[PATCH] KVM: arm/arm64: Fix arch timers with userspace irqchips
Christoffer Dall
christoffer.dall at linaro.org
Wed Jan 31 03:23:09 PST 2018
On Wed, Jan 31, 2018 at 12:19 PM, Marc Zyngier <marc.zyngier at arm.com> wrote:
> On 31/01/18 10:05, Christoffer Dall wrote:
>> On Wed, Jan 31, 2018 at 09:37:31AM +0000, Marc Zyngier wrote:
>>> On 30/01/18 12:46, Christoffer Dall wrote:
>>>> When introducing support for irqchip in userspace we needed a way to
>>>> mask the timer signal to prevent the guest continuously exiting due to a
>>>> screaming timer.
>>>>
>>>> We did this by disabling the corresponding percpu interrupt on the
>>>> host interrupt controller, because we cannot rely on the host system
>>>> having a GIC, and therefore cannot make any assumptions about having an
>>>> active state to hide the timer signal.
>>>>
>>>> Unfortunately, when introducing this feature, it became entirely
>>>> possible that a VCPU which belongs to a VM that has a userspace irqchip
>>>> can disable the vtimer irq on the host on some physical CPU, and then go
>>>> away without ever enabling the vimter irq on that physical CPU again.
>>>
>>> vtimer
>>>
>>>>
>>>> This means that using irqchips in userspace on a system that also
>>>> supports running VMs with an in-kernel GIC can prevent forward progress
>>>> from in-kernel GIC VMs.
>>>>
>>>> Later on, when we started taking virtual timer interrupts in the arch
>>>> timer code, we would also leave this timer state active for userspace
>>>> irqchip VMs, because we leave it up to a VGIC-enabled guest to
>>>> deactivate the hardware IRQ using the HW bit in the LR.
>>>>
>>>> Both issues are solved by only using the enable/disable trick on systems
>>>> that do not have a host GIC which supports the active state, because all
>>>> VMs on such systems must use irqchips in userspace. Systems that have a
>>>> working GIC with support for an active state use the active state to
>>>> mask the timer signal for both userspace an in-kernel irqchips.
>>
>> this should also be "and"
>>
>>>>
>>>> Cc: Alexander Graf <agraf at suse.de>
>>>> Cc: <stable at vger.kernel.org> # v4.12+
>>>> Fixes: d9e139778376 ("KVM: arm/arm64: Support arch timers with a userspace gic")

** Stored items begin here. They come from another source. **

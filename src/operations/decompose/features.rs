use crate::config::PlannerConfig;
use crate::error::Result;
use crate::geometry::splash::WALL_THICKNESS;
use crate::geometry::{
    PoolSpec, SegmentKind, SplashPoolConfig, StairFootprint, StairsInput, SurfaceSegment,
};
use crate::math::Point2;
use crate::operations::constraint::{validate_element_placement, validate_polygon_in_pool};
use crate::operations::footprint::{GenerateSplashPool, GenerateStairs, SplashLayout};

/// Lays out the splash pool and emits its bottom, walls and dividing wall.
pub(super) fn splash_pool(
    spec: &PoolSpec,
    splash: &SplashPoolConfig,
    outline: &[Point2],
    config: &PlannerConfig,
) -> Result<(SplashLayout, Vec<SurfaceSegment>)> {
    let layout = GenerateSplashPool::new(splash, outline).execute()?;
    validate_polygon_in_pool(&layout.footprint, outline)?;

    let fold = config.fold_allowance;
    let (length, end_width) = (layout.length, layout.end_width);
    let mut segments = Vec::new();

    segments.extend(SurfaceSegment::with_area(
        SegmentKind::SplashBottom,
        length.min(end_width),
        length.max(end_width),
        length * end_width,
    ));

    let wall_height = splash.depth + spec.overflow.freeboard() + fold;
    // End wall, then the two side walls.
    for run in [end_width, length, length] {
        segments.extend(
            SurfaceSegment::new(SegmentKind::SplashWall, wall_height, run)
                .map(|s| s.with_fold(fold).cornered()),
        );
    }

    if let Some(wall) = splash.dividing_wall {
        let pool_side = spec.depth.max() - splash.depth + fold;
        segments.extend(
            SurfaceSegment::new(SegmentKind::DividingWallPool, pool_side, end_width)
                .map(|s| s.with_fold(fold).cornered()),
        );
        segments.extend(
            SurfaceSegment::new(SegmentKind::DividingWallSplash, wall.wall_offset + fold, end_width)
                .map(|s| s.with_fold(fold).cornered()),
        );
        segments.extend(SurfaceSegment::new(
            SegmentKind::DividingWallTop,
            WALL_THICKNESS,
            end_width,
        ));
    }

    Ok((layout, segments))
}

/// Generates the stair footprint, checks its placement and emits treads and risers.
pub(super) fn stairs(
    input: &StairsInput,
    outline: &[Point2],
    splash: Option<&SplashPoolConfig>,
    splash_layout: Option<&SplashLayout>,
    config: &PlannerConfig,
) -> Result<(StairFootprint, Vec<SurfaceSegment>)> {
    let stairs_config = input.normalize(outline)?;
    let mut generate = GenerateStairs::new(stairs_config, outline);
    if let Some(splash) = splash {
        generate = generate.with_splash_pool(splash);
    }
    let footprint = generate.execute()?;
    validate_element_placement(
        &footprint.footprint,
        outline,
        splash_layout.map(|l| &l.footprint),
    )?;

    let fold = config.fold_allowance;
    let riser_height = stairs_config.riser_height + fold;
    let mut segments = Vec::with_capacity(footprint.treads.len() * 2);
    for tread in &footprint.treads {
        segments.extend(SurfaceSegment::with_area(
            SegmentKind::StairTread,
            tread.depth,
            tread.width,
            tread.area(),
        ));
        segments.extend(
            SurfaceSegment::new(SegmentKind::StairRiser, riser_height, tread.width)
                .map(|s| s.with_fold(fold).cornered()),
        );
    }

    Ok((footprint, segments))
}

>>>> Signed-off-by: Christoffer Dall <christoffer.dall at linaro.org>
>>>> ---
>>>> This conflicts horribly with everything when applied to either
>>>> kvmarm/queue or kvmarm/master. Therefore, this patch is written for
>>>> (and applies to) v4.15 with kvmarm/queue merged and should therefore
>>>> apply cleanly after v4.16-rc1. An example with this patch applied can
>>>> be found on kvmarm/temp-for-v4.16-rc2. I plan on sending this along
>>>> with any other potential fixes post v4.16-rc1.
>>>>
>>>> virt/kvm/arm/arch_timer.c | 77 ++++++++++++++++++++++++++---------------------
>>>> 1 file changed, 42 insertions(+), 35 deletions(-)
>>>>
>>>> diff --git a/virt/kvm/arm/arch_timer.c b/virt/kvm/arm/arch_timer.c
>>>> index 70268c0bec79..228906ceb722 100644
>>>> --- a/virt/kvm/arm/arch_timer.c
>>>> +++ b/virt/kvm/arm/arch_timer.c
>>>> @@ -35,6 +35,7 @@
>>>> static struct timecounter *timecounter;
>>>> static unsigned int host_vtimer_irq;
>>>> static u32 host_vtimer_irq_flags;
>>>> +static bool has_gic_active_state;
>>>>
>>>> static const struct kvm_irq_level default_ptimer_irq = {
>>>> .irq = 30,
>>>> @@ -69,25 +70,6 @@ static void soft_timer_cancel(struct hrtimer *hrt, struct work_struct *work)
>>>> cancel_work_sync(work);
>>>> }
>>>>
>>>> -static void kvm_vtimer_update_mask_user(struct kvm_vcpu *vcpu)
>>>> -{
>>>> - struct arch_timer_context *vtimer = vcpu_vtimer(vcpu);
>>>> -
>>>> - /*
>>>> - * When using a userspace irqchip with the architected timers, we must
>>>> - * prevent continuously exiting from the guest, and therefore mask the
>>>> - * physical interrupt by disabling it on the host interrupt controller
>>>> - * when the virtual level is high, such that the guest can make
>>>> - * forward progress. Once we detect the output level being
>>>> - * de-asserted, we unmask the interrupt again so that we exit from the
>>>> - * guest when the timer fires.
>>>> - */
>>>> - if (vtimer->irq.level)
>>>> - disable_percpu_irq(host_vtimer_irq);
>>>> - else
>>>> - enable_percpu_irq(host_vtimer_irq, 0);
>>>> -}
>>>> -
>>>> static irqreturn_t kvm_arch_timer_handler(int irq, void *dev_id)
>>>> {
>>>> struct kvm_vcpu *vcpu = *(struct kvm_vcpu **)dev_id;
>>>> @@ -107,8 +89,8 @@ static irqreturn_t kvm_arch_timer_handler(int irq, void *dev_id)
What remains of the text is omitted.